⟨
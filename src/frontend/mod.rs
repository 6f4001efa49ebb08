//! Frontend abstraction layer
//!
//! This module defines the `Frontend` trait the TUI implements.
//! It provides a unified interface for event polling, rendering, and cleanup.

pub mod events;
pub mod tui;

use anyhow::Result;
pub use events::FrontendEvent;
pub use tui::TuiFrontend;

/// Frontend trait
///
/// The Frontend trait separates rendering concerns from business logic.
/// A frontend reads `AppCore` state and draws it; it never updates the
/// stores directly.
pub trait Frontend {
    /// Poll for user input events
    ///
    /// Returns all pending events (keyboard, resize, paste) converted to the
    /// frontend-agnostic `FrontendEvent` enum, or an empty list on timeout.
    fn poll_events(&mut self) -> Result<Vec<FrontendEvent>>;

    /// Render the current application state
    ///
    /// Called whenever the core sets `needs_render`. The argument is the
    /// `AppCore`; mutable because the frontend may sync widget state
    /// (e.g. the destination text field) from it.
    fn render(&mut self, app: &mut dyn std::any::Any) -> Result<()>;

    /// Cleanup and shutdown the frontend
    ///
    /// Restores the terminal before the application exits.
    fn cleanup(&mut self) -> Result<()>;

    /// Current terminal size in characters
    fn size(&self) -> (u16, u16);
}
⟩
⟨
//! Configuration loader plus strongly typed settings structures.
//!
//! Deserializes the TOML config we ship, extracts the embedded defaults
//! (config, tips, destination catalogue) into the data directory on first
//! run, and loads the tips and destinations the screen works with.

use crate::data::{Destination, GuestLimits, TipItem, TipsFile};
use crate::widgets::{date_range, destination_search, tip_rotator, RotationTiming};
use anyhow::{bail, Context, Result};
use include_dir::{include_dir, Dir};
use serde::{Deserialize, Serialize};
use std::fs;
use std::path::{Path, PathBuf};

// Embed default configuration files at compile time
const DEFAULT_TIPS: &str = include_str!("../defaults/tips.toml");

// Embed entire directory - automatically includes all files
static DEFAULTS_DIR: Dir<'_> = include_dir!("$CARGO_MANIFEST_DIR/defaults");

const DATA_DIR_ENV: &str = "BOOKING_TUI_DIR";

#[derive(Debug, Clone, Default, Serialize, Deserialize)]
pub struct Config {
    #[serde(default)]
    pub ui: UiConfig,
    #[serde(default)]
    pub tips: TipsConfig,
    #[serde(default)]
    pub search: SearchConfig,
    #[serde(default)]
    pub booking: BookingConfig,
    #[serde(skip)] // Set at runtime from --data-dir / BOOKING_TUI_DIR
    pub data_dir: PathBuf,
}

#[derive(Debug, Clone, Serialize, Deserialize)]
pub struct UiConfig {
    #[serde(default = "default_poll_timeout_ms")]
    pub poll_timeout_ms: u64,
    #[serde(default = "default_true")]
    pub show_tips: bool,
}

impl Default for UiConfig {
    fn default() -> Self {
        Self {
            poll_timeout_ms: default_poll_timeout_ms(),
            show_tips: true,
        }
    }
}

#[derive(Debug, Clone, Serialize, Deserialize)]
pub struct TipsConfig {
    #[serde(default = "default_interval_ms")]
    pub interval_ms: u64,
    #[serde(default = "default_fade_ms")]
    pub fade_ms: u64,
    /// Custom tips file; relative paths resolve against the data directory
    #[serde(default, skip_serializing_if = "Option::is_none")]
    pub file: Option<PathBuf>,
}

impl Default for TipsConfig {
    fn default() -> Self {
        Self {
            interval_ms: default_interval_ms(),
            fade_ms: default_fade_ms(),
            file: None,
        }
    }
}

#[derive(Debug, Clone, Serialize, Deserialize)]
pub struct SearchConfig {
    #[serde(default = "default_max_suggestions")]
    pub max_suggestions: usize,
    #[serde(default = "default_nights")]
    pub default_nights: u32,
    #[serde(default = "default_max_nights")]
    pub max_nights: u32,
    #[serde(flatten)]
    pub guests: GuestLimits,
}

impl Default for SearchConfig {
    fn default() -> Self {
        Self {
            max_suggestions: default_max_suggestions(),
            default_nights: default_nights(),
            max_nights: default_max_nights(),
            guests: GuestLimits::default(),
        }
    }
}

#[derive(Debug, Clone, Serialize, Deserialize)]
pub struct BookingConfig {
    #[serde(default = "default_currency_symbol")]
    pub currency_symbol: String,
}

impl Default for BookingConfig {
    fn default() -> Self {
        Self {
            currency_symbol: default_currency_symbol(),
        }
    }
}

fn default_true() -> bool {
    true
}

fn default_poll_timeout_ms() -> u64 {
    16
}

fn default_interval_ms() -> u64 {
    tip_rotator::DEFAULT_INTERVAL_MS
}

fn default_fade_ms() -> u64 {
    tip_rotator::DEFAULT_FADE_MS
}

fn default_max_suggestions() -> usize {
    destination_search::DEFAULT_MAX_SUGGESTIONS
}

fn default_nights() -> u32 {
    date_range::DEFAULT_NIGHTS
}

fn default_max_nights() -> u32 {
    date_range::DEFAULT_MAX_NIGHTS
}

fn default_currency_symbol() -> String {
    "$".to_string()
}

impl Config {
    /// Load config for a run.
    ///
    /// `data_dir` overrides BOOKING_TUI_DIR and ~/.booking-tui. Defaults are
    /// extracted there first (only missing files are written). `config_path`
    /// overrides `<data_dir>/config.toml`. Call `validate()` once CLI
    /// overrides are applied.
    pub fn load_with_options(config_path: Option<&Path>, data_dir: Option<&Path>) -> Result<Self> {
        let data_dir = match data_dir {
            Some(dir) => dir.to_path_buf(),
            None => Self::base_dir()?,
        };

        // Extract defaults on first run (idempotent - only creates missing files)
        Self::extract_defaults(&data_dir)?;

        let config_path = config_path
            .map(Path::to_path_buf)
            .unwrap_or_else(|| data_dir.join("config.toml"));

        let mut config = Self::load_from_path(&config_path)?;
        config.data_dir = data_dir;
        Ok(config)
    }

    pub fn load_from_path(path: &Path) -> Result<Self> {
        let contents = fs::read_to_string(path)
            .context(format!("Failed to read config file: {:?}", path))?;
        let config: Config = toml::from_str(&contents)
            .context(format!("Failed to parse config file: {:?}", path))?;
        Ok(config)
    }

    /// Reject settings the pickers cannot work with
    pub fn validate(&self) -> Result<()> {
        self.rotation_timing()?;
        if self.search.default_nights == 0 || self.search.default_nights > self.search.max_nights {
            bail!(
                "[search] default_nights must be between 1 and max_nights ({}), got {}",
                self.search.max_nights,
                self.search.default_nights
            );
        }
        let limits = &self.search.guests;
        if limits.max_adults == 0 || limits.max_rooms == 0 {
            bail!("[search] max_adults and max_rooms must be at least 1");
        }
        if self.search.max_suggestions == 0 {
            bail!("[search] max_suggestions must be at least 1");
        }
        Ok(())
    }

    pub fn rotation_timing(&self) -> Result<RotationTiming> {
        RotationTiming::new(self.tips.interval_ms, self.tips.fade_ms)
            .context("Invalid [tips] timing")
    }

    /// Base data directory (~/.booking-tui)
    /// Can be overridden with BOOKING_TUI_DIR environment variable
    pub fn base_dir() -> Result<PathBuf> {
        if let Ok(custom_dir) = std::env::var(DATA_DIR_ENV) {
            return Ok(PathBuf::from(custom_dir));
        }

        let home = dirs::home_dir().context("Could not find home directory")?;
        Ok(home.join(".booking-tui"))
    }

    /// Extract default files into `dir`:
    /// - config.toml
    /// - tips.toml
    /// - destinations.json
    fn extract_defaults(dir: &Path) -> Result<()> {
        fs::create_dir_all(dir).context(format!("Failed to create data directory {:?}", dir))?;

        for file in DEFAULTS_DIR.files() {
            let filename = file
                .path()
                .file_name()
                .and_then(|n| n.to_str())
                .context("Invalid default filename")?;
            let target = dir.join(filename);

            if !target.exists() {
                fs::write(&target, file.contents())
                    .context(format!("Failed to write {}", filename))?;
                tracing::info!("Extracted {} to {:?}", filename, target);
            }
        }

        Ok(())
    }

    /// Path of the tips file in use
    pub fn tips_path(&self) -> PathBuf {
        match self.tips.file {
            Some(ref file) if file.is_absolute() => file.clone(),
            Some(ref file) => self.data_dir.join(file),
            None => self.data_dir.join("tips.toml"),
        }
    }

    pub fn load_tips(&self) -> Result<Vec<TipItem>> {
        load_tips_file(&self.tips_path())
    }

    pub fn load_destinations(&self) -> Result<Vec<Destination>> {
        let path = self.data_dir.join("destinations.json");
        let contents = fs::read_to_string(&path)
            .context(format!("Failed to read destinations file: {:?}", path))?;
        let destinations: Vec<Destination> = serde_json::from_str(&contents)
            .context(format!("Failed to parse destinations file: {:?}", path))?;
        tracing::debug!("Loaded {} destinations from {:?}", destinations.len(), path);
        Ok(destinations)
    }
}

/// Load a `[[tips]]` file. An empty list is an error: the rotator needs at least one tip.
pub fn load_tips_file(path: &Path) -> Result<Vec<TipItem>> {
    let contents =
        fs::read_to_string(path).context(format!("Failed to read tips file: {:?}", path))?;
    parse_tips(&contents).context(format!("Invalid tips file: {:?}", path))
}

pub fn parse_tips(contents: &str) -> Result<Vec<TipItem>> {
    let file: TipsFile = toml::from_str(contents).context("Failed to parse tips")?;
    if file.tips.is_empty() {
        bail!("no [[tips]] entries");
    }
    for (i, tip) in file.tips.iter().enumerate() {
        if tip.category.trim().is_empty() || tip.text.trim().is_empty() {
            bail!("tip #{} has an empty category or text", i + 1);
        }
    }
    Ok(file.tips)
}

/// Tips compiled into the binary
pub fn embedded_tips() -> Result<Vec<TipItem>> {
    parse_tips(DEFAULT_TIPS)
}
⟩
- **To do**:
Check each line of the data above for the word "filename" and copy the ones where it is found.

- **Response box**:
filename src/frontend/mod.rs
            let filename = file
                .context("Invalid default filename")?;
            let target = dir.join(filename);
                    .context(format!("Failed to write {}", filename))?;
                tracing::info!("Extracted {} to {:?}", filename, target);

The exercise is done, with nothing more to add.